◆ YOUR OBJECTIVE ◆
Run through the data and copy out every line that mentions the word "tests".

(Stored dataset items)
--

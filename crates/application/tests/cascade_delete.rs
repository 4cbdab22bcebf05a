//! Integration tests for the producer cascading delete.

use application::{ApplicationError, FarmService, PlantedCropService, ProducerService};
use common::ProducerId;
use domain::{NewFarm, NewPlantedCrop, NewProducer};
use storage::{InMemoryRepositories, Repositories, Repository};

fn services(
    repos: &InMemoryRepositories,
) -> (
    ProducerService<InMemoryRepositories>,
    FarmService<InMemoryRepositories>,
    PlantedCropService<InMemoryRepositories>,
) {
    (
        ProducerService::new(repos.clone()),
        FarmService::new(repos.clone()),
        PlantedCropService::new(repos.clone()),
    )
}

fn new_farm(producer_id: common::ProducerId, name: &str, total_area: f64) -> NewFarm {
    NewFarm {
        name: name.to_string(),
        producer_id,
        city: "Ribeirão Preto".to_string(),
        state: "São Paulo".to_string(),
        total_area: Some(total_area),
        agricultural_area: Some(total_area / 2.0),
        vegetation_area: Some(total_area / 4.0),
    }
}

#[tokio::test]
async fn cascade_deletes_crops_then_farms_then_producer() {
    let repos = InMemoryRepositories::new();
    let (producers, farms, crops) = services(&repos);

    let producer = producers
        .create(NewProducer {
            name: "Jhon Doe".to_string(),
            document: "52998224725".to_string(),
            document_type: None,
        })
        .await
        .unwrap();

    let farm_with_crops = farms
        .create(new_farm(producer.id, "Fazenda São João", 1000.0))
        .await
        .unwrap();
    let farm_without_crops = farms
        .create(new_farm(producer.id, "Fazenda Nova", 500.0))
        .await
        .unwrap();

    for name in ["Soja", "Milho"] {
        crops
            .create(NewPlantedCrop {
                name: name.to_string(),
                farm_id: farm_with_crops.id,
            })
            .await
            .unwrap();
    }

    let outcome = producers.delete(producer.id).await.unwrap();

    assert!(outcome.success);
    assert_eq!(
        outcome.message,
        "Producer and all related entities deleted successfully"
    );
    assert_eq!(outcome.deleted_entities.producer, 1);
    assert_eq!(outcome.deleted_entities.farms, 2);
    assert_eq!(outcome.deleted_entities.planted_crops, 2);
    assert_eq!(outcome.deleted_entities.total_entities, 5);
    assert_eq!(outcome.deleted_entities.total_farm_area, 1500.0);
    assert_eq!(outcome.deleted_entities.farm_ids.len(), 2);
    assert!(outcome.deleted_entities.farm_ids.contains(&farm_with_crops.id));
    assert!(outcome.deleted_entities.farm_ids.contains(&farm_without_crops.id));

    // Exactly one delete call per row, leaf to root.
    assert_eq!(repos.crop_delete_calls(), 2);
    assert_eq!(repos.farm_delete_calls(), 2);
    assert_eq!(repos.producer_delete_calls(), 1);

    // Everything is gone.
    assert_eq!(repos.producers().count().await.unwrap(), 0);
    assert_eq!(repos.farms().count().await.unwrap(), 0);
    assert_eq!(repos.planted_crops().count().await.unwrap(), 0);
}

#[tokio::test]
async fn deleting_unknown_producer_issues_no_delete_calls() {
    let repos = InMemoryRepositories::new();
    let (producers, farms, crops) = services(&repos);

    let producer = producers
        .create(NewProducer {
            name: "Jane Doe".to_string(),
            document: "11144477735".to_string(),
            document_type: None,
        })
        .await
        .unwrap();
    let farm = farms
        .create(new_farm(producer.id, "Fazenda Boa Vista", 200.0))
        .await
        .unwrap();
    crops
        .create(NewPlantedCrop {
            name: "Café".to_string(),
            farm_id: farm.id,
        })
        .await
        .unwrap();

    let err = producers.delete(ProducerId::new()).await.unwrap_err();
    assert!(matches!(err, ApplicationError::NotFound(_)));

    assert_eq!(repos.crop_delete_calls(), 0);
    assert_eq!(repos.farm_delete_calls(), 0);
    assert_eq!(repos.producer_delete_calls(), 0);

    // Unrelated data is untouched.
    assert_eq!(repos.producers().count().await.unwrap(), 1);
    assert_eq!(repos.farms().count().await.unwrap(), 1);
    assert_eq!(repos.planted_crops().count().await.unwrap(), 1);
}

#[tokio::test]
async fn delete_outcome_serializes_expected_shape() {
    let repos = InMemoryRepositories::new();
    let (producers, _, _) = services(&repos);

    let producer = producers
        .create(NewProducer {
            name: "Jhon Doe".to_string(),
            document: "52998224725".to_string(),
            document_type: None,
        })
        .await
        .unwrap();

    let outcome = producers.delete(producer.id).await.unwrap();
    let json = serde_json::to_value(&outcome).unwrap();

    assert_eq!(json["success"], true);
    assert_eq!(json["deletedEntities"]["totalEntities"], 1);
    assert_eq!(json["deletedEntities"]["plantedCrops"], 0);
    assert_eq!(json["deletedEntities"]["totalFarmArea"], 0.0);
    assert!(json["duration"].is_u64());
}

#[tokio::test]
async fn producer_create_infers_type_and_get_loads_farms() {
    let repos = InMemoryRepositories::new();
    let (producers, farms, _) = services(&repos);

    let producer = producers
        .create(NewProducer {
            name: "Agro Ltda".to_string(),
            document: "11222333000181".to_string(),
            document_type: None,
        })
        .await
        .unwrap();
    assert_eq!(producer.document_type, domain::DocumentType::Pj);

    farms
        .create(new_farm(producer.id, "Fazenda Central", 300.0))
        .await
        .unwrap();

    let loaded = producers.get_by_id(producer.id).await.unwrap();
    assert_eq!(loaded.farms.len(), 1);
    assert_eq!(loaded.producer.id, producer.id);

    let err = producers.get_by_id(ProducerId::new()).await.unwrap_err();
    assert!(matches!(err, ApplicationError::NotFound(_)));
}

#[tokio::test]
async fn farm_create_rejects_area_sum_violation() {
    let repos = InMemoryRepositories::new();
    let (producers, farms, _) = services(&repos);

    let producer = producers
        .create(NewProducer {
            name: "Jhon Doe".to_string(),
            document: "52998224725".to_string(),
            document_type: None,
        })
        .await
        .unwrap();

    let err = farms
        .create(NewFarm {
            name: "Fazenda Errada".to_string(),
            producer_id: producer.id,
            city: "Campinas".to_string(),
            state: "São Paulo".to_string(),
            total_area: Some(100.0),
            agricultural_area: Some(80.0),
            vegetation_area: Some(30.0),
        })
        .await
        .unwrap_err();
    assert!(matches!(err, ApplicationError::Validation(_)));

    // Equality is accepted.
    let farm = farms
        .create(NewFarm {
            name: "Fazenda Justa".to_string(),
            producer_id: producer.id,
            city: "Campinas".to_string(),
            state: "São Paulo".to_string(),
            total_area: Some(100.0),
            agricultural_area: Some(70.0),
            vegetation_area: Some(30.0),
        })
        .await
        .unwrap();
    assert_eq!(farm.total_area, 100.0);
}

--

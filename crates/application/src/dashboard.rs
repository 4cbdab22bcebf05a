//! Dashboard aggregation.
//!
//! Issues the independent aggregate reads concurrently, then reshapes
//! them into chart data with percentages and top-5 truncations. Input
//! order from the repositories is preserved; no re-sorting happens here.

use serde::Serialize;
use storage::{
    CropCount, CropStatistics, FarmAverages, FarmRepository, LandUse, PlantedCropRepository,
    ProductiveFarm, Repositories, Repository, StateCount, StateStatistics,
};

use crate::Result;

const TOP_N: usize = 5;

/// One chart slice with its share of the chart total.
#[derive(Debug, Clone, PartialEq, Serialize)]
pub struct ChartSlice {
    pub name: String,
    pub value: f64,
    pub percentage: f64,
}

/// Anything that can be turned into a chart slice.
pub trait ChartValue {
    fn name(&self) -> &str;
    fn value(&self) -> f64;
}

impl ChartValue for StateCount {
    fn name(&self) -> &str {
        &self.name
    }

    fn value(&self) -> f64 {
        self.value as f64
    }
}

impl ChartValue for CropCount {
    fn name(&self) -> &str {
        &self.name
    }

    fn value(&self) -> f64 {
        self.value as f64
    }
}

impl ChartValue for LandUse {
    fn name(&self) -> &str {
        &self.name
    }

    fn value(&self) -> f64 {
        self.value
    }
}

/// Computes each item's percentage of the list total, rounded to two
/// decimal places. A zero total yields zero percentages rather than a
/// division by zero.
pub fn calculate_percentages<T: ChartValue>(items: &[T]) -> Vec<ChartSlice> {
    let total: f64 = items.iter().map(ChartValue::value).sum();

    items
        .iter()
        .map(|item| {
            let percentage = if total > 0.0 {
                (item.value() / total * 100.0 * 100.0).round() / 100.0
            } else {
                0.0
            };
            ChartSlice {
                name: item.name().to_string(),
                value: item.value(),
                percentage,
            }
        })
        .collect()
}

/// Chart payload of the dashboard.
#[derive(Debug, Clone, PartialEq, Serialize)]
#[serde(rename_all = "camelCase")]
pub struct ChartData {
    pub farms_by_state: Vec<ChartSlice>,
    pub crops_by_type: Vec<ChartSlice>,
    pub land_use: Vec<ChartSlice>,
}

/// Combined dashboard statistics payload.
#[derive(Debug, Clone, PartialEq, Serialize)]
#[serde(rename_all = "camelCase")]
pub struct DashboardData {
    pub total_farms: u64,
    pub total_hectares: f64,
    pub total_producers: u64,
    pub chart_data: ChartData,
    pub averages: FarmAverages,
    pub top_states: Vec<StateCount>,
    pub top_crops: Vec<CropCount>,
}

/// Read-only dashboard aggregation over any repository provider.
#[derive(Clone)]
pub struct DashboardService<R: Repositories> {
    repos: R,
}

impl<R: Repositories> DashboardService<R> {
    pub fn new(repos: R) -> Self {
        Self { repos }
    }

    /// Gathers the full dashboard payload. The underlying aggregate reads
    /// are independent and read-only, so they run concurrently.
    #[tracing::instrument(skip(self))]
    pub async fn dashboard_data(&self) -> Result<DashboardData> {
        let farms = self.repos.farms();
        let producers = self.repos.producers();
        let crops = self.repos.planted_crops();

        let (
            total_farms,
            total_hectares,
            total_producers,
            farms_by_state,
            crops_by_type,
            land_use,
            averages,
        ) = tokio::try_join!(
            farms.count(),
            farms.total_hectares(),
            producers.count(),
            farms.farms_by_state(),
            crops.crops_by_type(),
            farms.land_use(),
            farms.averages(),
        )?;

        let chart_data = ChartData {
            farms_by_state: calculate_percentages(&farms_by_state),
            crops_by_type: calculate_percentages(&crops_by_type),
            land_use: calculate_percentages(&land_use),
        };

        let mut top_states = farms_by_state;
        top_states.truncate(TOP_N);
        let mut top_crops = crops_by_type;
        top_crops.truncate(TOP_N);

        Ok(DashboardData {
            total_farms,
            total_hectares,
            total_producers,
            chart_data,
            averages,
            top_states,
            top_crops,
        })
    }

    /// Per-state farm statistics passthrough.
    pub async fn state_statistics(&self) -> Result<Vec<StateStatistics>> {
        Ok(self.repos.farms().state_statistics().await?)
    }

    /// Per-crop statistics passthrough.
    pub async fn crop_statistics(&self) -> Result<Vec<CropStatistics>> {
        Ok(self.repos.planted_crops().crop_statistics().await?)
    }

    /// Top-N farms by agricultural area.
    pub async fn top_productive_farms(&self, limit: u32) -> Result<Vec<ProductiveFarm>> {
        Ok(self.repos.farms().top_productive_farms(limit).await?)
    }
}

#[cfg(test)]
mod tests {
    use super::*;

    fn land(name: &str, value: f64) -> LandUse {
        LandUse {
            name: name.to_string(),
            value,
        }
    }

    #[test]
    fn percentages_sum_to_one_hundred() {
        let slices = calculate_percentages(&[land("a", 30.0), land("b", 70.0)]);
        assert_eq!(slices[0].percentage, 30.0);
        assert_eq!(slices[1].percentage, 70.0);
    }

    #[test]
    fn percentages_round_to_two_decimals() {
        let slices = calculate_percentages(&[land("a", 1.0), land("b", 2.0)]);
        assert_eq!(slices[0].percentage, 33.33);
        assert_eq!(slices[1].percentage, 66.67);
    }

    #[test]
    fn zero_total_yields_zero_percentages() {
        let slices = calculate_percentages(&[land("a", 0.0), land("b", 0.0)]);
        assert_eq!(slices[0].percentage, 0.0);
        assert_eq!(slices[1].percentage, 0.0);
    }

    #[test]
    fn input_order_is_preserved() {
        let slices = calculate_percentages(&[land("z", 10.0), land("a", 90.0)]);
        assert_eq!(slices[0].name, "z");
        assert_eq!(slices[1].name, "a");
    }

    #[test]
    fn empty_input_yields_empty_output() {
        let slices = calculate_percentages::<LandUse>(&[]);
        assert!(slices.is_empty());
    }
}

--

◆ ANSWER BELOW ◆
filename crates/application/tests/cascade_delete.rs
//! Integration tests for the producer cascading delete.
mod tests {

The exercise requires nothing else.